In a blacksmithing class, the teacher watched one Hawaiian boy vigorously whaling away at cold metal. Then he asked: "Why don't you heat it, Joe?" Replied exhausted, exasperated Joe: "Heet it? I heet it so hard, I bust my arm."

For two generations, Hawaii's teachers have struggled to make their students learn English, and haven't succeeded yet. Most of Hawaii's polyglot population--Hawaiians, Chinese, Japanese, Filipinos, Koreans, Puerto Ricans--prefer pidgin English, the nearest thing to a common language in the Islands.

In easygoing pidgin, one word does the work of 20, a shrug or grimace the work of ten. It ranges from the simple ("I no like that") to the colorfully complex ("You stay go, I stay come," meaning "You go ahead, I'll join you later"). When Hawaiian idiom is mixed with pidgin grammar, the result takes an expert to fathom. Sample: "He no got wahine. She too much pilikia. Make him huhu." ("He has no girl any more. She was too much trouble. She made him mad.")

Last week, after a six months' survey of Hawaii's language problem, a visitor from the mainland, Wabash College's Professor W. Norwood Brigance, warned the territory of the penalties of pidgin. Said he: "If the standard speech [continues to be] pidgin English, Hawaii will never fully become a cultural part of the U.S. Politically it may become the 49th state, but its people . . . will be held in contempt. . . ."

Professor Brigance, who once taught at the University of Hawaii, urged the university to set up stiff English-language entrance exams, and make English-language courses compulsory. Pidgin is still spoken even on the campus; students are afraid they will be shunned back home as stuck-ups if they talk anything else.

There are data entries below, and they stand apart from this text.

//! Upkeep Lifecycle - the request state machine
//!
//! The lifecycle of a request is an explicit finite-state machine: every
//! reachable transition appears in [`TRANSITIONS`], and the guarded apply
//! functions below are the only writers of a request's status and closure
//! fields. A transition that fails a guard performs no mutation; a
//! transition that succeeds returns exactly one [`Applied`] record for the
//! orchestrator to turn into a history entry. All-or-nothing, always.
//!
//! Authorization is deliberately not handled here - callers consult the
//! authz engine first and hand this crate pre-authorized inputs.

#![deny(unsafe_code)]

use chrono::Utc;
use upkeep_types::{
    AttachmentRef, HistoryAction, Principal, PrincipalId, Request, RequestStatus, Review,
    StatusChangeRequest, UpkeepError, UpkeepResult,
};

/// The transitions a request can undergo.
#[derive(Clone, Copy, Debug, PartialEq, Eq)]
pub enum TransitionKind {
    SubmitAnonymous,
    CreateDirect,
    ApproveAnonymous,
    RequestStatusChange,
    ReviewApprove,
    ReviewReject,
    OverrideStatus,
    ReturnToWork,
}

/// The full transition table: (source status, transition, target status).
/// `None` as source marks the two creation entry points. Nothing outside
/// this table is reachable.
pub const TRANSITIONS: &[(Option<RequestStatus>, TransitionKind, RequestStatus)] = &[
    (
        None,
        TransitionKind::SubmitAnonymous,
        RequestStatus::PendingCreationApproval,
    ),
    (None, TransitionKind::CreateDirect, RequestStatus::Created),
    (
        Some(RequestStatus::PendingCreationApproval),
        TransitionKind::ApproveAnonymous,
        RequestStatus::Created,
    ),
    (
        Some(RequestStatus::Created),
        TransitionKind::RequestStatusChange,
        RequestStatus::PendingApproval,
    ),
    (
        Some(RequestStatus::PendingApproval),
        TransitionKind::ReviewApprove,
        RequestStatus::Completed,
    ),
    (
        Some(RequestStatus::PendingApproval),
        TransitionKind::ReviewApprove,
        RequestStatus::Postponed,
    ),
    (
        Some(RequestStatus::PendingApproval),
        TransitionKind::ReviewReject,
        RequestStatus::Created,
    ),
    // Legacy direct path: Admin/Head may push Created or PendingApproval
    // anywhere, bypassing the approval workflow.
    (
        Some(RequestStatus::Created),
        TransitionKind::OverrideStatus,
        RequestStatus::Created,
    ),
    (
        Some(RequestStatus::Created),
        TransitionKind::OverrideStatus,
        RequestStatus::PendingApproval,
    ),
    (
        Some(RequestStatus::Created),
        TransitionKind::OverrideStatus,
        RequestStatus::Completed,
    ),
    (
        Some(RequestStatus::Created),
        TransitionKind::OverrideStatus,
        RequestStatus::Postponed,
    ),
    (
        Some(RequestStatus::PendingApproval),
        TransitionKind::OverrideStatus,
        RequestStatus::Created,
    ),
    (
        Some(RequestStatus::PendingApproval),
        TransitionKind::OverrideStatus,
        RequestStatus::PendingApproval,
    ),
    (
        Some(RequestStatus::PendingApproval),
        TransitionKind::OverrideStatus,
        RequestStatus::Completed,
    ),
    (
        Some(RequestStatus::PendingApproval),
        TransitionKind::OverrideStatus,
        RequestStatus::Postponed,
    ),
    (
        Some(RequestStatus::Postponed),
        TransitionKind::ReturnToWork,
        RequestStatus::Created,
    ),
    // Completed has no return transition: it stays reachable forward only.
];

/// Whether `(from, kind, to)` appears in the transition table.
pub fn permitted(from: Option<RequestStatus>, kind: TransitionKind, to: RequestStatus) -> bool {
    TRANSITIONS
        .iter()
        .any(|(f, k, t)| *f == from && *k == kind && *t == to)
}

/// The record of one successfully applied transition. The orchestrator
/// turns this into exactly one history entry.
#[derive(Clone, Debug)]
pub struct Applied {
    pub action: HistoryAction,
    pub old_status: Option<RequestStatus>,
    pub new_status: RequestStatus,
    pub detail: String,
}

// ── Entry points (no prior status) ───────────────────────────────────

/// Direct creation by an authorized principal: the request enters `Created`
/// with the creator recorded as opener.
pub fn create_direct(request: &mut Request, creator: &Principal) -> Applied {
    request.status = RequestStatus::Created;
    request.anonymous = false;
    request.opened_by = Some(creator.id.clone());

    Applied {
        action: HistoryAction::Created,
        old_status: None,
        new_status: RequestStatus::Created,
        detail: format!("request created by {}", creator.id),
    }
}

/// Anonymous intake: no principal, no authorization. The request waits in
/// `PendingCreationApproval` until a Head or Admin approves it.
pub fn submit_anonymous(request: &mut Request) -> Applied {
    request.status = RequestStatus::PendingCreationApproval;
    request.anonymous = true;
    request.opened_by = None;

    Applied {
        action: HistoryAction::AnonymousSubmitted,
        old_status: None,
        new_status: RequestStatus::PendingCreationApproval,
        detail: "anonymous request submitted".to_string(),
    }
}

// ── Guarded transitions ──────────────────────────────────────────────

/// Approve an anonymous intake. The approver becomes the opener; the
/// anonymous flag is untouched.
pub fn approve_anonymous(request: &mut Request, approver: &Principal) -> UpkeepResult<Applied> {
    if !request.anonymous {
        return Err(UpkeepError::Validation(format!(
            "request {} is not anonymous",
            request.id
        )));
    }
    let old = guard(request, TransitionKind::ApproveAnonymous, RequestStatus::Created)?;

    request.status = RequestStatus::Created;
    request.opened_by = Some(approver.id.clone());

    Ok(Applied {
        action: HistoryAction::AnonymousApproved,
        old_status: Some(old),
        new_status: RequestStatus::Created,
        detail: format!("anonymous request approved by {}", approver.id),
    })
}
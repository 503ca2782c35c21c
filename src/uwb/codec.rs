// UWB beacon frame decoding
//
// 128-byte frames starting 0x55 0x01. No length or checksum field, so only the
// two-byte sync is checked.
// TODO: the sync alone admits false frames in noisy streams; harden once the
// beacon's checksum field is identified from the datasheet.

use crate::frame::{check_len, CodecError, FrameFormat};

pub const FRAME_LEN: usize = 128;
pub const SYNC: [u8; 2] = [0x55, 0x01];

const POSITION_SCALE: f64 = 1000.0; // mm -> m
const VELOCITY_SCALE: f64 = 10000.0;

pub struct UwbFrame;

impl FrameFormat for UwbFrame {
    const FRAME_LEN: usize = FRAME_LEN;
    const SCAN_THRESHOLD: usize = 200;

    fn is_frame_start(window: &[u8]) -> bool {
        window[0] == SYNC[0] && window[1] == SYNC[1]
    }
}

/// Position (m) and velocity (m/s) from one frame, unfiltered
#[derive(Debug, Clone, Copy, Default, PartialEq)]
pub struct UwbFix {
    pub x: f64,
    pub y: f64,
    pub vx: f64,
    pub vy: f64,
}

impl UwbFix {
    pub fn as_array(&self) -> [f64; 4] {
        [self.x, self.y, self.vx, self.vy]
    }
}

/// 24-bit two's complement, least significant byte first on the wire
fn read_i24(bytes: &[u8]) -> i32 {
    let raw = (i32::from(bytes[2]) << 16) | (i32::from(bytes[1]) << 8) | i32::from(bytes[0]);
    if raw & 0x80_0000 != 0 {
        raw - 0x100_0000
    } else {
        raw
    }
}

pub fn decode_fix(frame: &[u8]) -> Result<UwbFix, CodecError> {
    check_len(frame, FRAME_LEN)?;

    Ok(UwbFix {
        x: f64::from(read_i24(&frame[4..7])) / POSITION_SCALE,
        y: f64::from(read_i24(&frame[7..10])) / POSITION_SCALE,
        vx: f64::from(read_i24(&frame[13..16])) / VELOCITY_SCALE,
        vy: f64::from(read_i24(&frame[16..19])) / VELOCITY_SCALE,
    })
}

#[cfg(test)]
mod tests {
    use super::*;

    fn frame_with(fields: &[(usize, [u8; 3])]) -> Vec<u8> {
        let mut frame = vec![0u8; FRAME_LEN];
        frame[..2].copy_from_slice(&SYNC);
        for (offset, bytes) in fields {
            frame[*offset..*offset + 3].copy_from_slice(bytes);
        }
        frame
    }

    #[test]
    fn test_read_i24() {
        assert_eq!(read_i24(&[0xE8, 0x03, 0x00]), 1000);
        assert_eq!(read_i24(&[0xFF, 0xFF, 0xFF]), -1);
        assert_eq!(read_i24(&[0x00, 0x00, 0x80]), -0x80_0000);
        assert_eq!(read_i24(&[0xFF, 0xFF, 0x7F]), 0x7F_FFFF);
    }

    #[test]
    fn test_decode_position() {
        let frame = frame_with(&[(4, [0xE8, 0x03, 0x00]), (7, [0x18, 0xFC, 0xFF])]);
        let fix = decode_fix(&frame).unwrap();
        assert!((fix.x - 1.0).abs() < 1e-12);
        assert!((fix.y + 1.0).abs() < 1e-12);
        assert_eq!(fix.vx, 0.0);
    }

    #[test]
    fn test_decode_velocity_scale() {
        // 2500 / 10000 = 0.25 m/s; -5000 / 10000 = -0.5 m/s
        let frame = frame_with(&[(13, [0xC4, 0x09, 0x00]), (16, [0x78, 0xEC, 0xFF])]);
        let fix = decode_fix(&frame).unwrap();
        assert!((fix.vx - 0.25).abs() < 1e-12);
        assert!((fix.vy + 0.5).abs() < 1e-12);
    }

    #[test]
    fn test_predicate_checks_sync_only() {
        let mut frame = [0u8; FRAME_LEN];
        assert!(!UwbFrame::is_frame_start(&frame));
        frame[..2].copy_from_slice(&SYNC);
        frame[127] = 0xAB;
        assert!(UwbFrame::is_frame_start(&frame));
    }

    #[test]
    fn test_decode_rejects_wrong_length() {
        assert!(matches!(
            decode_fix(&[0x55, 0x01, 0x00]),
            Err(CodecError::BadLength { expected: 128, actual: 3 })
        ));
    }
}
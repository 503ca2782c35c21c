// UDP command intake and telemetry output

mod cmd_server;
mod telemetry;

pub use cmd_server::{CmdServer, CmdSnapshot};
pub use telemetry::TelemetryClient;
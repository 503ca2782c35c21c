// UWB serial loop: decode beacon frames into shared state. No transmit side.

use std::convert::Infallible;

use tracing::{debug, error};

use super::codec::{decode_fix, UwbFrame};
use super::SHM_LEN;
use crate::config::UWB_READ_CHUNK;
use crate::frame::Resynchronizer;
use crate::shm::{SharedStateChannel, FLAG_OK};
use crate::transport::{DeviceError, Transport};
use crate::unix_time;

pub struct UwbIoLoop<T: Transport> {
    transport: T,
    channel: SharedStateChannel,
    resync: Resynchronizer<UwbFrame>,
    read_buf: [u8; UWB_READ_CHUNK],
}

impl<T: Transport> UwbIoLoop<T> {
    pub fn new(transport: T, channel: SharedStateChannel) -> Self {
        Self {
            transport,
            channel,
            resync: Resynchronizer::new(),
            read_buf: [0u8; UWB_READ_CHUNK],
        }
    }

    /// One read/decode/publish pass; returns the number of frames published
    pub fn step(&mut self) -> Result<usize, DeviceError> {
        let n = self.transport.read_into(&mut self.read_buf)?;
        if n == 0 {
            return Ok(0);
        }
        self.resync.push(&self.read_buf[..n]);

        let channel = &self.channel;
        let mut published = Ok(());
        let frames = self.resync.drain_frames(|frame| match decode_fix(frame) {
            Ok(fix) => {
                if published.is_ok() {
                    let [x, y, vx, vy] = fix.as_array();
                    // Fix, stamp and flag land in one range write
                    published = channel.write_range(0..SHM_LEN, &[x, y, vx, vy, unix_time(), FLAG_OK]);
                }
            }
            Err(e) => debug!("Dropping UWB frame: {}", e),
        });
        published?;
        Ok(frames)
    }

    pub fn mark_fault(&self) {
        self.channel.set_error(true);
    }

    pub fn channel(&self) -> &SharedStateChannel {
        &self.channel
    }

    /// Loop until the transport fails. The error flag is raised before returning.
    pub fn run(mut self) -> Result<Infallible, DeviceError> {
        loop {
            if let Err(e) = self.step() {
                error!("UWB serial loop crashed: {}", e);
                self.mark_fault();
                return Err(e);
            }
        }
    }
}
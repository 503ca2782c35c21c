// Fixed-length frame recovery shared by the chassis and UWB serial protocols
//
// Neither device sends a length field, so frames are located purely by a
// per-device predicate. After a dropped or inserted byte the scan slips one
// byte at a time until the predicate matches again.

use std::marker::PhantomData;

use tracing::trace;

/// A fixed-length frame format on a byte stream
pub trait FrameFormat {
    /// Total frame length in bytes
    const FRAME_LEN: usize;

    /// Scanning only continues while more than this many bytes remain.
    /// Must be at least `FRAME_LEN` so a candidate window is always complete.
    const SCAN_THRESHOLD: usize;

    /// Whether a frame starts at `window[0]`. `window` is exactly `FRAME_LEN` bytes.
    fn is_frame_start(window: &[u8]) -> bool;
}

/// Error types for frame encoding and decoding
#[derive(Debug, thiserror::Error, PartialEq)]
pub enum CodecError {
    #[error("{axis} command {value} is outside the int16 wire range")]
    RangeFault { axis: Axis, value: f64 },

    #[error("Expected a {expected}-byte frame, got {actual}")]
    BadLength { expected: usize, actual: usize },

    #[error("Invalid frame header: {0:02X?}")]
    BadHeader(Vec<u8>),

    #[error("Invalid frame terminator: 0x{0:02X}")]
    BadTerminator(u8),

    #[error("Checksum mismatch: expected 0x{expected:02X}, got 0x{actual:02X}")]
    ChecksumMismatch { expected: u8, actual: u8 },
}

/// Command axis, used to report which value failed to encode
#[derive(Debug, Clone, Copy, PartialEq, Eq)]
pub enum Axis {
    X,
    Y,
    Z,
}

impl std::fmt::Display for Axis {
    fn fmt(&self, f: &mut std::fmt::Formatter<'_>) -> std::fmt::Result {
        let name = match self {
            Axis::X => "X",
            Axis::Y => "Y",
            Axis::Z => "Z",
        };
        f.write_str(name)
    }
}

/// Check that `frame` is exactly `expected` bytes long
pub(crate) fn check_len(frame: &[u8], expected: usize) -> Result<(), CodecError> {
    if frame.len() != expected {
        return Err(CodecError::BadLength {
            expected,
            actual: frame.len(),
        });
    }
    Ok(())
}

/// Byte accumulator plus sliding-window scan for one frame format
///
/// Bytes are appended with [`push`](Self::push); [`drain_frames`](Self::drain_frames)
/// hands every aligned frame to a callback and keeps only the unconsumed
/// suffix. The buffer is not capped: a stream that never matches keeps at
/// most `SCAN_THRESHOLD` bytes after each scan, but one huge read is held in
/// full until it is scanned.
pub struct Resynchronizer<S: FrameFormat> {
    buf: Vec<u8>,
    slipped: u64,
    _format: PhantomData<S>,
}

impl<S: FrameFormat> Default for Resynchronizer<S> {
    fn default() -> Self {
        Self::new()
    }
}

impl<S: FrameFormat> Resynchronizer<S> {
    pub fn new() -> Self {
        const { assert!(S::SCAN_THRESHOLD >= S::FRAME_LEN) };
        Self {
            buf: Vec::with_capacity(S::SCAN_THRESHOLD * 2),
            slipped: 0,
            _format: PhantomData,
        }
    }

    /// Append freshly read bytes
    pub fn push(&mut self, bytes: &[u8]) {
        self.buf.extend_from_slice(bytes);
    }

    /// Scan the buffer and call `on_frame` for each frame found, in stream order.
    ///
    /// Returns the number of frames emitted.
    pub fn drain_frames<F: FnMut(&[u8])>(&mut self, mut on_frame: F) -> usize {
        let mut cursor = 0;
        let mut frames = 0;
        let mut slipped = 0u64;

        while self.buf.len() - cursor > S::SCAN_THRESHOLD {
            let window = &self.buf[cursor..cursor + S::FRAME_LEN];
            if S::is_frame_start(window) {
                on_frame(window);
                cursor += S::FRAME_LEN;
                frames += 1;
            } else {
                cursor += 1;
                slipped += 1;
            }
        }

        if slipped > 0 {
            trace!("Resync slipped {} bytes", slipped);
            self.slipped += slipped;
        }
        self.buf.drain(..cursor);
        frames
    }

    /// Bytes held for the next scan
    pub fn buffered(&self) -> &[u8] {
        &self.buf
    }

    /// Total bytes discarded while searching for alignment
    pub fn slipped(&self) -> u64 {
        self.slipped
    }
}
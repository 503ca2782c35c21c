// Control-process side of the UWB beacon

use super::{ERR_IDX, SHM_LEN, STAMP_IDX};
use crate::session::{DeviceSession, SessionError, Worker};
use crate::shm::FLAG_FAULT;
use crate::unix_time;
use crate::worker::UwbWorker;

/// Age reported before the first fix
pub const NEVER_AGE_S: f64 = 1e9;

/// Latest beacon reading as seen by the control process
#[derive(Debug, Clone, Copy, PartialEq)]
pub struct UwbState {
    pub x: f64,
    pub y: f64,
    pub vx: f64,
    pub vy: f64,
    /// Wall-clock time of the last fix, 0 if none yet
    pub stamp: f64,
    pub err: u8,
    /// Seconds since the last fix
    pub rx_age_s: f64,
}

impl Default for UwbState {
    fn default() -> Self {
        Self {
            x: 0.0,
            y: 0.0,
            vx: 0.0,
            vy: 0.0,
            stamp: 0.0,
            err: 1,
            rx_age_s: NEVER_AGE_S,
        }
    }
}

impl UwbState {
    /// Build from a raw shared-memory snapshot taken at `now`
    pub fn from_snapshot(snap: &[f64], now: f64) -> Self {
        debug_assert_eq!(snap.len(), SHM_LEN);
        let stamp = snap[STAMP_IDX];
        let rx_age_s = if stamp > 1e-6 {
            (now - stamp).max(0.0)
        } else {
            NEVER_AGE_S
        };

        Self {
            x: snap[0],
            y: snap[1],
            vx: snap[2],
            vy: snap[3],
            stamp,
            err: if snap[ERR_IDX] >= FLAG_FAULT { 1 } else { 0 },
            rx_age_s,
        }
    }
}

pub struct UwbAdapter<W: Worker = UwbWorker> {
    session: DeviceSession<W>,
}

impl UwbAdapter<UwbWorker> {
    pub fn new(serial_port: &str, baudrate: u32) -> Self {
        Self::with_worker(UwbWorker {
            port: serial_port.to_string(),
            baudrate,
        })
    }
}

impl<W: Worker> UwbAdapter<W> {
    pub fn with_worker(worker: W) -> Self {
        Self {
            session: DeviceSession::new(worker),
        }
    }

    pub fn start(&mut self) -> Result<(), SessionError> {
        self.session.start()
    }

    pub fn is_alive(&mut self) -> bool {
        self.session.is_alive()
    }

    pub fn session(&self) -> &DeviceSession<W> {
        &self.session
    }

    /// Latest reading; callers judge freshness from `rx_age_s`.
    /// A dead worker reads as a fault whatever the shared flag says.
    pub fn get_latest(&mut self) -> UwbState {
        let alive = self.session.is_alive();
        let Some(channel) = self.session.channel() else {
            return UwbState::default();
        };

        let mut state = UwbState::from_snapshot(&channel.read_snapshot(), unix_time());
        if !alive {
            state.err = 1;
        }
        state
    }

    pub fn stop(&mut self) {
        self.session.stop();
    }
}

There have been many attempts to take the pidgin out of Hawaiian English. Under pressure from haole (white) parents, the legislature set up separate English-language schools, but Professor Brigance, along with many Hawaiians, regards these as undemocratic and divisive. During the war, the Army shut down Japanese and Chinese language schools, but last month in federal court they won the right to start up again. In many homes, where parents speak no English and children no Japanese, pidgin is the only family tongue. One pidgin phrase is known as far as Italy. It is the motto of the famed Japanese-American 442nd Infantry Combat Team in World War II: "Go for broke" ("Give it everything you've got").